Haig’s thoughts on the state of the German Army were rooted in the belief that he won every battle so far in the war. He did this by “moving the goal posts” during each battle, i.e. changing the conditions by which he could claim victory. Each offensive’s final objective started out as a breakthrough and destruction of the German Army. When that didn’t happen, he narrowed the focus for victory, almost always to a tactically important piece of terrain, that only had strategic significance because he said so. Then he threw more and more troops into battle to achieve what eventually amounted to a face saving “victory” for the newspapers. He would continue an offensive despite the casualties until he felt he could claim victory. For example, his latest claim to a meaningless victory was the Nivelle Offensive, where he claimed victory after the Canadians captured Vimy Ridge despite the lack of a breakthrough and complete and bloody failure everywhere else. In essence he sacrificed long term success for short term headlines, even though the millions of British and Commonwealth casualties and near static trench lines since 1914 would have had anyone else fired long before.

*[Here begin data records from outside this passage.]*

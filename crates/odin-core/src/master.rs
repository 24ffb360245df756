// ── Master facade ──
//
// Owns the registries and wires the components together. The host
// transport calls the `receive_*` verbs; applications use the handoff
// and subscription API. No verb returns an error: every failure has
// already been logged and the outcome value is informational.

use std::collections::{BTreeMap, HashMap};
use std::net::IpAddr;
use std::sync::Arc;

use chrono::{DateTime, Utc};
use tracing::{debug, info, warn};

use crate::config::MasterConfig;
use crate::dispatch::EventDispatcher;
use crate::handoff::{HandoffCoordinator, HandoffOutcome};
use crate::link::AgentConnector;
use crate::lvap::{DefaultLvapAssigner, LvapAssigner};
use crate::mobility::MobilityManager;
use crate::model::{
    Agent, AuthorizedClient, Client, EventSubscription, Lvap, MacAddress, SubscriptionId,
};
use crate::pool::WorkerPool;
use crate::store::{AgentRegistry, ClientRegistry};
use crate::subscription::{NotificationCallback, SubscriptionRegistry};

// ── OdinApplication ──────────────────────────────────────────────

/// A control application running on top of the master.
///
/// `start` is called once; the application typically registers its
/// subscriptions there and reacts from its callbacks afterwards.
pub trait OdinApplication: Send + Sync {
    fn name(&self) -> &'static str;

    fn start(self: Arc<Self>, master: &Master);
}

// ── Master ───────────────────────────────────────────────────────

/// The control plane entry point.
///
/// Cheaply cloneable via `Arc<MasterInner>`. Every clone shares the
/// same registries.
#[derive(Clone)]
pub struct Master {
    inner: Arc<MasterInner>,
}

struct MasterInner {
    config: MasterConfig,
    agents: Arc<AgentRegistry>,
    clients: Arc<ClientRegistry>,
    subscriptions: Arc<SubscriptionRegistry>,
    dispatcher: EventDispatcher,
    handoff: Arc<HandoffCoordinator>,
    assigner: Arc<dyn LvapAssigner>,
    pool: WorkerPool,
}

impl Master {
    /// Create a master using the default LVAP naming policy.
    pub fn new(config: MasterConfig, connector: Arc<dyn AgentConnector>) -> Self {
        let assigner = Arc::new(DefaultLvapAssigner::new(config.lvap.clone()));
        Self::with_lvap_assigner(config, connector, assigner)
    }

    pub fn with_lvap_assigner(
        config: MasterConfig,
        connector: Arc<dyn AgentConnector>,
        assigner: Arc<dyn LvapAssigner>,
    ) -> Self {
        let pool = WorkerPool::new(config.worker_pool_size);
        let agents = Arc::new(AgentRegistry::new(connector));
        let clients = Arc::new(ClientRegistry::new());
        let subscriptions = Arc::new(SubscriptionRegistry::new(Arc::clone(&agents)));
        let dispatcher = EventDispatcher::new(Arc::clone(&agents), Arc::clone(&subscriptions));
        let handoff = Arc::new(HandoffCoordinator::new(
            Arc::clone(&agents),
            Arc::clone(&clients),
            pool.clone(),
        ));

        Self {
            inner: Arc::new(MasterInner {
                config,
                agents,
                clients,
                subscriptions,
                dispatcher,
                handoff,
                assigner,
                pool,
            }),
        }
    }

    pub fn config(&self) -> &MasterConfig {
        &self.inner.config
    }

    // ── Inbound protocol verbs ───────────────────────────────────

    /// An agent announced itself. A first ping gets the current
    /// subscription list pushed to it.
    pub fn receive_ping(&self, agent: IpAddr) {
        let inner = &self.inner;
        if inner.agents.on_ping(agent, Utc::now()) {
            if let Some(tracked) = inner.agents.get(agent) {
                inner.subscriptions.push_to(&tracked);
            }
        }
    }

    /// A tracked agent heard a probe request from `client`.
    ///
    /// Unknown stations get a fresh LVAP; unassigned ones are handed off
    /// to the probing agent. Returns the handoff outcome if one was
    /// attempted.
    pub fn receive_probe(&self, agent: IpAddr, client: MacAddress) -> Option<HandoffOutcome> {
        let inner = &self.inner;
        if !client.is_station() {
            debug!(client = %client, agent = %agent, "probe from non-station address ignored");
            return None;
        }
        if !inner.agents.touch(agent, Utc::now()) {
            debug!(client = %client, agent = %agent, "probe from untracked agent ignored");
            return None;
        }

        // Check-then-insert without a lock: two concurrent first probes
        // for the same station can both create a record, and the later
        // insert wins.
        let record = match inner.clients.get(client) {
            Some(existing) => existing,
            None => {
                info!(client = %client, agent = %agent, "new client");
                inner
                    .clients
                    .add(Arc::new(inner.assigner.new_lvap_for(client)))
            }
        };

        if record.agent().is_some() {
            return None;
        }
        Some(inner.handoff.handoff(client, agent))
    }

    /// An agent reported subscription matches for `client`. Returns how
    /// many callbacks ran.
    pub fn receive_publish(
        &self,
        client: MacAddress,
        agent: IpAddr,
        observations: &BTreeMap<SubscriptionId, i64>,
    ) -> usize {
        self.inner.agents.touch(agent, Utc::now());
        self.inner.dispatcher.on_publish(client, agent, observations)
    }

    /// The address snooper saw `client` lease `ip`.
    ///
    /// Returns `true` when the client's address changed and its agent was
    /// told about it.
    pub fn on_address_learned(&self, client: MacAddress, ip: IpAddr) -> bool {
        let inner = &self.inner;
        let Some(record) = inner.clients.get(client) else {
            return false;
        };
        if ip.is_unspecified() || record.ip() == Some(ip) {
            return false;
        }

        info!(client = %client, ip = %ip, "client address updated");
        record.set_ip(Some(ip));
        record.set_forwarding_program(inner.assigner.default_forwarding_program(ip));

        if let Some(agent) = record.agent() {
            let link = agent.link();
            if let Err(e) = link.install_forwarding_program(&record.forwarding_program()) {
                warn!(client = %client, agent = %agent.address(), error = %e, "failed to install forwarding program");
            }
            if let Err(e) = link.update_lvap(&record) {
                warn!(client = %client, agent = %agent.address(), error = %e, "failed to update LVAP");
            }
        }
        true
    }

    /// The transport lost the agent's control link.
    pub fn agent_disconnected(&self, agent: IpAddr) {
        self.inner.agents.remove(agent);
    }

    // ── Application API ──────────────────────────────────────────

    pub fn handoff(&self, client: MacAddress, agent: IpAddr) -> HandoffOutcome {
        self.inner.handoff.handoff(client, agent)
    }

    pub fn register_subscription(
        &self,
        subscription: EventSubscription,
        callback: Arc<dyn NotificationCallback>,
    ) -> SubscriptionId {
        self.inner.subscriptions.register(subscription, callback)
    }

    pub fn unregister_subscription(&self, id: SubscriptionId) {
        self.inner.subscriptions.unregister(id);
    }

    /// The subscription list as currently pushed to agents.
    pub fn compiled_subscriptions(&self) -> Arc<String> {
        self.inner.subscriptions.compiled()
    }

    pub fn agents(&self) -> HashMap<IpAddr, Arc<Agent>> {
        self.inner.agents.all()
    }

    pub fn agent(&self, address: IpAddr) -> Option<Arc<Agent>> {
        self.inner.agents.get(address)
    }

    pub fn client(&self, mac: MacAddress) -> Option<Arc<Client>> {
        self.inner.clients.get(mac)
    }

    pub fn clients(&self) -> HashMap<MacAddress, Arc<Client>> {
        self.inner.clients.all()
    }

    pub fn offloaded_clients(&self) -> HashMap<MacAddress, Arc<Client>> {
        self.inner.clients.all_offloaded()
    }

    /// Start an application against this master.
    pub fn start_application(&self, app: Arc<dyn OdinApplication>) {
        info!(application = app.name(), "starting application");
        app.start(self);
    }

    /// The reference mobility policy, wired to this master's registries.
    pub fn mobility_manager(&self) -> Arc<MobilityManager> {
        Arc::new(MobilityManager::new(
            &self.inner.config.mobility,
            Arc::clone(&self.inner.clients),
            Arc::clone(&self.inner.handoff),
        ))
    }

    // ── Startup ──────────────────────────────────────────────────

    /// Pre-populate the client registry from a static authorization
    /// list. Returns the number of clients loaded.
    pub fn load_authorized_clients<I>(&self, entries: I) -> usize
    where
        I: IntoIterator<Item = AuthorizedClient>,
    {
        let inner = &self.inner;
        let mut loaded = 0;
        for entry in entries {
            info!(client = %entry.mac, ip = %entry.ip, bssid = %entry.bssid, ssid = %entry.ssid, "adding authorized client");
            let client = inner
                .clients
                .add_cold_start(entry.mac, entry.ip, Lvap::new(entry.bssid, entry.ssid));
            client.set_forwarding_program(inner.assigner.default_forwarding_program(entry.ip));
            loaded += 1;
        }
        loaded
    }

    // ── Maintenance ──────────────────────────────────────────────

    /// Drop every agent silent for longer than the configured timeout
    /// and detach the clients it hosted, so the next probe or observation
    /// from a live agent re-assigns them. Returns the removed addresses.
    pub fn reap_stale_agents(&self, now: DateTime<Utc>) -> Vec<IpAddr> {
        let inner = &self.inner;
        let mut reaped = Vec::new();
        for agent in inner.agents.stale(now, inner.config.agent_timeout) {
            let address = agent.address();
            warn!(agent = %address, last_seen = %agent.last_seen(), "agent timed out");
            inner.agents.remove(address);
            for client in inner.clients.hosted_by(address) {
                if client.detach_from(address) {
                    info!(client = %client.mac(), agent = %address, "client detached from lost agent");
                }
            }
            reaped.push(address);
        }
        reaped
    }

    /// Steer a client off WiFi: tear its LVAP down and park it in the
    /// offloaded registry. Returns `false` if the client is unknown.
    pub fn offload_client(&self, mac: MacAddress) -> bool {
        let inner = &self.inner;
        let Some(client) = inner.clients.remove(mac) else {
            debug!(client = %mac, "offload for unknown client ignored");
            return false;
        };
        if let Some(agent) = client.agent() {
            if let Err(e) = agent.link().remove_lvap(&client) {
                warn!(client = %mac, agent = %agent.address(), error = %e, "failed to remove LVAP");
            }
        }
        client.set_agent(None);
        inner.clients.add_offloaded(client);
        info!(client = %mac, "client offloaded");
        true
    }

    /// Bring an offloaded client back, unassigned. Returns `false` if it
    /// was not offloaded.
    pub fn restore_client(&self, mac: MacAddress) -> bool {
        let inner = &self.inner;
        let Some(client) = inner.clients.remove_offloaded(mac) else {
            debug!(client = %mac, "restore for client not offloaded ignored");
            return false;
        };
        inner.clients.add(client);
        info!(client = %mac, "client restored");
        true
    }

    /// Wait for every in-flight asynchronous handoff task.
    pub async fn quiesce(&self) {
        self.inner.pool.wait_idle().await;
    }
}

At the end of July 1917, Haig was going to do it again.
On 31 July 1917, twelve British, Australian, Kiwi, and French divisions, nearly 150,000 men, went over the top in the already tortured, blood soaked, and pock marked moonscape of Flanders around the Ypres (pronounced “E-priss”) Salient.
The hard learned reforms by the Canadians proven on Vimy Ridge had not reached the rest of the force, and the Third bloody Battle of Ypres began after a massive week long area artillery barrage. Surprise was lost, and the barrage just enlightened the prepared Germans as to where to place their reserves. The Allies made almost no gains (they captured only a small portion of the hard fought Plickim Ridge) and incurred massive casualties on themselves.
True to form, Haig reinforced the offensive and ordered it continued. But even Haig had no control over the weather, and unseasonal rains flooded the area. The heaviest rainfall in August in Flanders in 30 years turned the battlefield into a swampy morass. That the bombardment ruined what was left of the any drainage systems didn’t help. Tanks were stuck, supply lories immobilized, and men lived and fought in a sea of mud, which was a ghastly stew of earth, the abandoned or discarded accoutrements of war, and the remains of tens of thousands unburied casualties from the previous two Battles of Ypres. Nonetheless, Haig continued the battle into August and September to little gain.
In mid-September, Haig replaced the local British commander, and the new commander, Gen. Herbert Plumer, understood his superior. He pushed for small, local, intermittent gains; just enough for Haig to signify progress. But by October, Plumer’s gains were not enough and his men were worn out. Plumer stalled in the face of Passchendaele (pronounced “Pa-shin-dolly”) Ridge.
Haig brought up his only troops proven to be able crack a strong German position: the Canadian Corps. LieutGen Currie, the brains and drive behind the success at Vimy Ridge and now the commander of the Canadian Corps, demanded time to prepare the assault. With Plumer’s backing, (Plumer was one of only a few British commanders Currie trusted), Haig relented.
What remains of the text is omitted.